**INSTRUCTIONS TO FOLLOW:** A single number is the whole answer: the tally of lines in the data below that include the word "named".

[Start of Attachment]

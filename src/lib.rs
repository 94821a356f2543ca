//! # An incremental linear constraint solver.
//!
//! Systems of linear equality and inequality constraints over real-valued
//! variables are solved with the Cassowary algorithm, a variant of the
//! Simplex method specialized for incremental use: constraints can be added
//! and removed one at a time, and values can be suggested for designated
//! edit variables, without re-solving the whole system from scratch.
//!
//! Constraints carry a [`Strength`]. Required constraints must hold exactly;
//! weaker constraints are preferences, and the solver minimizes the weighted
//! sum of their violations. A `strong` preference completely dominates any
//! `medium` one, which in turn dominates any `weak` one.
//!
//! ```
//! use moa::{SimplexSolver, Strength, Variable};
//!
//! let x = Variable::named("x", 0.0);
//! let y = Variable::named("y", 0.0);
//!
//! let mut solver = SimplexSolver::new();
//! solver.add_constraint(&x.at_most(&y)).unwrap();
//! solver.add_constraint(&y.equals(&x + 3.0)).unwrap();
//! solver.add_constraint(&(x.equals(10.0) | Strength::weak())).unwrap();
//!
//! assert_eq!(x.value(), 10.0);
//! assert_eq!(y.value(), 13.0);
//! ```

pub mod algorithm;
pub mod data;
pub mod io;

mod error;

pub use crate::algorithm::simplex::SimplexSolver;
pub use crate::algorithm::stays::Stays;
pub use crate::data::constraint::{Constraint, Relation};
pub use crate::data::expression::Expression;
pub use crate::data::linear::LinearExpression;
pub use crate::data::point::Point;
pub use crate::data::strength::Strength;
pub use crate::data::variable::Variable;
pub use crate::error::Error;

[End of Attachment]

**SOLUTION TO THIS TASK:** 2